### ACTIVITY
Where a line contains the word "failed", copy that line from the records below.

### RECORDED DATA
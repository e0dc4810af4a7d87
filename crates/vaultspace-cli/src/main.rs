//! VaultSpace CLI - Command-line interface for the local vault
//!
//! Provides commands for:
//! - Browsing and searching the mirrored tree
//! - Viewing engine status and storage usage
//! - Resolving conflicts and retrying failed uploads
//! - Inspecting and clearing the content cache
//! - Showing and validating configuration
//!
//! Every command works offline against the local database.

use anyhow::Result;
use clap::{Parser, Subcommand};
use tracing_subscriber::EnvFilter;

mod commands;
mod output;

use commands::{
    cache::CacheCommand, config::ConfigCommand, conflicts::ConflictsCommand, ls::LsCommand,
    search::SearchCommand, status::StatusCommand, uploads::UploadsCommand, CliContext,
};
use output::OutputFormat;
use vaultspace_core::config::Config;

#[derive(Debug, Parser)]
#[command(name = "vaultspace", version, about = "Offline-aware personal cloud vault")]
pub struct Cli {
    /// Output in JSON format
    #[arg(long, global = true)]
    json: bool,

    /// Verbose output (can be repeated: -v, -vv, -vvv)
    #[arg(short, long, action = clap::ArgAction::Count, global = true)]
    verbose: u8,

    /// Use alternate config file
    #[arg(long, global = true)]
    config: Option<String>,

    /// Minimal output
    #[arg(short, long, global = true)]
    quiet: bool,

    #[command(subcommand)]
    command: Commands,
}

#[derive(Debug, Subcommand)]
pub enum Commands {
    /// List the contents of a folder
    Ls(LsCommand),
    /// Search names across the vault
    Search(SearchCommand),
    /// Show engine status
    Status(StatusCommand),
    /// Manage synchronization conflicts
    #[command(subcommand)]
    Conflicts(ConflictsCommand),
    /// Inspect and retry failed uploads
    #[command(subcommand)]
    Uploads(UploadsCommand),
    /// Inspect or clear the content cache
    #[command(subcommand)]
    Cache(CacheCommand),
    /// View and validate configuration
    #[command(subcommand)]
    Config(ConfigCommand),
}

#[tokio::main]
async fn main() -> Result<()> {
    let cli = Cli::parse();

    let context = CliContext::new(
        if cli.json {
            OutputFormat::Json
        } else {
            OutputFormat::Human
        },
        cli.quiet,
        cli.config.as_deref(),
    );
    let config = context.load_config();
    init_tracing(&config, cli.verbose, cli.quiet);

    match cli.command {
        Commands::Ls(cmd) => cmd.execute(&context).await,
        Commands::Search(cmd) => cmd.execute(&context).await,
        Commands::Status(cmd) => cmd.execute(&context).await,
        Commands::Conflicts(cmd) => cmd.execute(&context).await,
        Commands::Uploads(cmd) => cmd.execute(&context).await,
        Commands::Cache(cmd) => cmd.execute(&context).await,
        Commands::Config(cmd) => cmd.execute(&context).await,
    }
}

/// `RUST_LOG` wins; otherwise `-v` raises the configured level
fn init_tracing(config: &Config, verbose: u8, quiet: bool) {
    let level = match (quiet, verbose) {
        (true, _) => "warn",
        (false, 0) => config.logging.level.as_str(),
        (false, 1) => "debug",
        (false, _) => "trace",
    };
    let env_filter = EnvFilter::try_from_default_env().unwrap_or_else(|_| EnvFilter::new(level));

    let builder = tracing_subscriber::fmt()
        .with_env_filter(env_filter)
        .with_target(false)
        .with_writer(std::io::stderr);

    if config.logging.format == "json" {
        builder.json().init();
    } else {
        builder.init();
    }
}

### TASK ANSWER
//! - Resolving conflicts and retrying failed uploads
    /// Inspect and retry failed uploads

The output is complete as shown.